Material for the task section start

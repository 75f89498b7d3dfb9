//! NMEA-0183 sentences
//!
//! Detection only needs one checksum-valid sentence of any type. The driver
//! hands bytes to the `nmea0183` parser and uses:
//!
//! - **GGA**: position, altitude, satellite count, HDOP, fix quality
//! - **GSA**: fix dimension (2D or 3D)
//! - **RMC**: speed and course over ground
//! - **VTG**: speed and course over ground (backup)
//!
//! GGA only says whether a fix exists. Its dimension comes from the most
//! recent GSA; receivers that never send GSA are reported as 3D, since the
//! parser only yields a GGA record when the altitude field is present.

use nmea0183::{FixType, GPSQuality, ParseResult, Parser};

use super::{drain_port, Detector, GpsBackend};
use crate::devices::gps::state::{GpsState, GpsStatus, Location};
use crate::platform::traits::UartInterface;

/// Knots to m/s
const KNOTS_TO_MS: f32 = 0.514_444;

/// Longest sentence body worth following; anything longer is noise
const MAX_SENTENCE: u8 = 96;

/// Scratch state for recognising an NMEA sentence
#[derive(Debug, Clone, Copy, Default)]
pub struct NmeaDetect {
    step: u8,
    checksum: u8,
    length: u8,
    received: u8,
}

impl Detector for NmeaDetect {
    fn feed(&mut self, data: u8) -> bool {
        if data == b'$' {
            *self = Self {
                step: 1,
                ..Self::default()
            };
            return false;
        }

        match self.step {
            0 => {}
            1 => {
                if data == b'*' {
                    self.step = 2;
                } else if self.length >= MAX_SENTENCE {
                    *self = Self::default();
                } else {
                    self.checksum ^= data;
                    self.length += 1;
                }
            }
            2 => match (data as char).to_digit(16) {
                Some(nibble) => {
                    self.received = (nibble as u8) << 4;
                    self.step = 3;
                }
                None => *self = Self::default(),
            },
            _ => {
                let valid = (data as char)
                    .to_digit(16)
                    .map(|nibble| (self.received | nibble as u8) == self.checksum)
                    .unwrap_or(false);
                *self = Self::default();
                return valid;
            }
        }
        false
    }
}

/// NMEA-0183 driver
pub struct NmeaDriver {
    parser: Parser,
    fix_2d: bool,
}

impl core::fmt::Debug for NmeaDriver {
    fn fmt(&self, f: &mut core::fmt::Formatter<'_>) -> core::fmt::Result {
        f.debug_struct("NmeaDriver").finish_non_exhaustive()
    }
}

impl Default for NmeaDriver {
    fn default() -> Self {
        Self::new()
    }
}

impl NmeaDriver {
    pub fn new() -> Self {
        Self {
            parser: Parser::new(),
            fix_2d: false,
        }
    }

    fn update_from_gga(&self, state: &mut GpsState, gga: &nmea0183::GGA) {
        state.num_sats = gga.sat_in_use;

        if gga.gps_quality == GPSQuality::NoFix {
            state.status = GpsStatus::NoFix;
            return;
        }

        state.location = Location::from_degrees(gga.latitude.as_f64(), gga.longitude.as_f64(), gga.altitude.meters);
        state.hdop = libm::roundf(gga.hdop * 100.0) as u16;
        state.status = if self.fix_2d {
            GpsStatus::Fix2D
        } else {
            GpsStatus::Fix3D
        };
    }

    fn update_ground_track(state: &mut GpsState, speed_knots: f32, course_deg: Option<f32>) {
        state.ground_speed = speed_knots * KNOTS_TO_MS;
        // Receivers usually omit the course when stationary; keep the last one
        if let Some(degrees) = course_deg {
            state.ground_course_cd = (libm::roundf(degrees * 100.0) as i32).rem_euclid(36_000);
        }
        state.velocity_from_ground_course();
    }

    fn parse(&mut self, byte: u8, state: &mut GpsState, now_ms: u64) -> bool {
        let updated = match self.parser.parse_from_byte(byte) {
            Some(Ok(ParseResult::GGA(Some(gga)))) => {
                self.update_from_gga(state, &gga);
                true
            }
            Some(Ok(ParseResult::GGA(None))) => {
                state.status = GpsStatus::NoFix;
                true
            }
            Some(Ok(ParseResult::GSA(Some(gsa)))) => {
                self.fix_2d = gsa.fix_type == FixType::Fix2D;
                true
            }
            Some(Ok(ParseResult::RMC(Some(rmc)))) => {
                Self::update_ground_track(state, rmc.speed.as_knots(), rmc.course.as_ref().map(|c| c.degrees));
                true
            }
            Some(Ok(ParseResult::VTG(Some(vtg)))) => {
                Self::update_ground_track(state, vtg.speed.as_knots(), vtg.course.as_ref().map(|c| c.degrees));
                true
            }
            // Valid sentence but no data, or other sentence types
            _ => false,
        };

        if updated {
            state.last_gps_time_ms = now_ms;
        }
        updated
    }
}

impl GpsBackend for NmeaDriver {
    fn read<U: UartInterface>(&mut self, port: &mut U, state: &mut GpsState, now_ms: u64) -> bool {
        let mut parsed = false;
        drain_port(port, |byte| parsed |= self.parse(byte, state, now_ms));
        parsed
    }
}

#[cfg(test)]
pub(crate) mod tests {
    use super::*;
    use crate::platform::mock::MockUart;
    use crate::platform::traits::UartConfig;

    pub(crate) const GGA: &[u8] =
        b"$GPGGA,123519,4807.038,N,01131.000,E,1,08,0.9,545.4,M,46.9,M,,*47\r\n";
    const RMC: &[u8] = b"$GPRMC,123519,A,4807.038,N,01131.000,E,022.4,084.4,230394,003.1,W*6A\r\n";
    const VTG: &[u8] = b"$GPVTG,089.0,T,,,15.2,N,,,A*12\r\n";
    const VTG_NO_COG: &[u8] = b"$GPVTG,,T,,,0.0,N,,,A*0B\r\n";
    const GGA_NO_FIX: &[u8] =
        b"$GPGGA,123519,4807.038,N,01131.000,E,0,00,99.9,545.4,M,46.9,M,,*7E\r\n";
    const GSA_2D: &[u8] = b"$GPGSA,A,2,04,05,09,,,,,,,,,,2.5,1.3,2.1*3D\r\n";
    const GSA_3D: &[u8] = b"$GPGSA,A,3,04,05,09,12,,,,,,,,,1.8,1.0,1.5*35\r\n";

    fn hits(detect: &mut NmeaDetect, bytes: &[u8]) -> Vec<usize> {
        bytes
            .iter()
            .enumerate()
            .filter_map(|(i, &b)| detect.feed(b).then_some(i))
            .collect()
    }

    #[test]
    fn test_detect_on_second_checksum_digit() {
        let mut detect = NmeaDetect::default();
        // '7' of "*47" is the last checksum digit
        let star = GGA.iter().position(|&b| b == b'*').unwrap();
        assert_eq!(hits(&mut detect, GGA), vec![star + 2]);
    }

    #[test]
    fn test_detect_lowercase_hex() {
        let mut detect = NmeaDetect::default();
        let sentence = b"$PGCMD,16,0,0,0,0,0*6a";
        assert_eq!(hits(&mut detect, sentence), vec![sentence.len() - 1]);
    }

    #[test]
    fn test_detect_bad_checksum() {
        let mut detect = NmeaDetect::default();
        assert!(hits(&mut detect, b"$GPVTG,089.0,T,,,15.2,N,,,A*13").is_empty());
        assert!(hits(&mut detect, b"$GPVTG,089.0,T,,,15.2,N,,,A*1G").is_empty());
    }

    #[test]
    fn test_detect_restarts_on_dollar() {
        let mut detect = NmeaDetect::default();
        let mut stream = b"$GARBAGE,1,2".to_vec();
        stream.extend_from_slice(VTG);
        assert_eq!(hits(&mut detect, &stream).len(), 1);
    }

    #[test]
    fn test_driver_gga() {
        let mut uart = MockUart::new(UartConfig::gps());
        let mut driver = NmeaDriver::new();
        let mut state = GpsState::new(0);

        uart.inject_rx_data(GGA);
        assert!(driver.read(&mut uart, &mut state, 77));

        assert_eq!(state.status, GpsStatus::Fix3D);
        assert!((state.location.lat_deg() - 48.1173).abs() < 0.001);
        assert!((state.location.lng_deg() - 11.516_666).abs() < 0.001);
        assert_eq!(state.location.alt, 54_540);
        assert_eq!(state.num_sats, 8);
        assert_eq!(state.hdop, 90);
        assert_eq!(state.last_gps_time_ms, 77);
    }

    #[test]
    fn test_driver_gga_without_fix() {
        let mut uart = MockUart::new(UartConfig::gps());
        let mut driver = NmeaDriver::new();
        let mut state = GpsState::new(0);

        uart.inject_rx_data(GGA);
        assert!(driver.read(&mut uart, &mut state, 0));
        assert_eq!(state.status, GpsStatus::Fix3D);

        // Still a received message, but the fix is gone
        uart.inject_rx_data(GGA_NO_FIX);
        assert!(driver.read(&mut uart, &mut state, 10));
        assert_eq!(state.status, GpsStatus::NoFix);
        assert_eq!(state.num_sats, 0);
        assert_eq!(state.last_gps_time_ms, 10);
    }

    #[test]
    fn test_driver_gsa_sets_fix_dimension() {
        let mut uart = MockUart::new(UartConfig::gps());
        let mut driver = NmeaDriver::new();
        let mut state = GpsState::new(0);

        uart.inject_rx_data(GSA_2D);
        uart.inject_rx_data(GGA);
        assert!(driver.read(&mut uart, &mut state, 0));
        assert_eq!(state.status, GpsStatus::Fix2D);

        uart.inject_rx_data(GSA_3D);
        uart.inject_rx_data(GGA);
        assert!(driver.read(&mut uart, &mut state, 0));
        assert_eq!(state.status, GpsStatus::Fix3D);
    }

    #[test]
    fn test_driver_rmc_speed_and_course() {
        let mut uart = MockUart::new(UartConfig::gps());
        let mut driver = NmeaDriver::new();
        let mut state = GpsState::new(0);

        uart.inject_rx_data(RMC);
        assert!(driver.read(&mut uart, &mut state, 0));

        // 22.4 knots * 0.514444 = ~11.52 m/s
        assert!((state.ground_speed - 11.52).abs() < 0.1);
        assert_eq!(state.ground_course_cd, 8440);
        assert!(!state.have_vertical_velocity);
    }

    #[test]
    fn test_driver_vtg_without_cog_keeps_course() {
        let mut uart = MockUart::new(UartConfig::gps());
        let mut driver = NmeaDriver::new();
        let mut state = GpsState::new(0);

        uart.inject_rx_data(VTG);
        assert!(driver.read(&mut uart, &mut state, 0));
        assert!((state.ground_speed - 7.82).abs() < 0.1);
        assert_eq!(state.ground_course_cd, 8900);

        uart.inject_rx_data(VTG_NO_COG);
        assert!(driver.read(&mut uart, &mut state, 0));
        assert!(state.ground_speed.abs() < 0.01);
        assert_eq!(state.ground_course_cd, 8900);
    }

    #[test]
    fn test_driver_split_sentence() {
        let mut uart = MockUart::new(UartConfig::gps());
        let mut driver = NmeaDriver::new();
        let mut state = GpsState::new(0);

        uart.inject_rx_data(&GGA[..20]);
        assert!(!driver.read(&mut uart, &mut state, 0));
        uart.inject_rx_data(&GGA[20..]);
        assert!(driver.read(&mut uart, &mut state, 0));
    }
}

Material for the task section end

__What to work on__:
Print the lines above, unchanged, from the start of the records to the line with "from the most", including that final line.

__Task response__:
repository 75f89498b7d3dfb9
//! NMEA-0183 sentences
//!
//! Detection only needs one checksum-valid sentence of any type. The driver
//! hands bytes to the `nmea0183` parser and uses:
//!
//! - **GGA**: position, altitude, satellite count, HDOP, fix quality
//! - **GSA**: fix dimension (2D or 3D)
//! - **RMC**: speed and course over ground
//! - **VTG**: speed and course over ground (backup)
//!
//! GGA only says whether a fix exists. Its dimension comes from the most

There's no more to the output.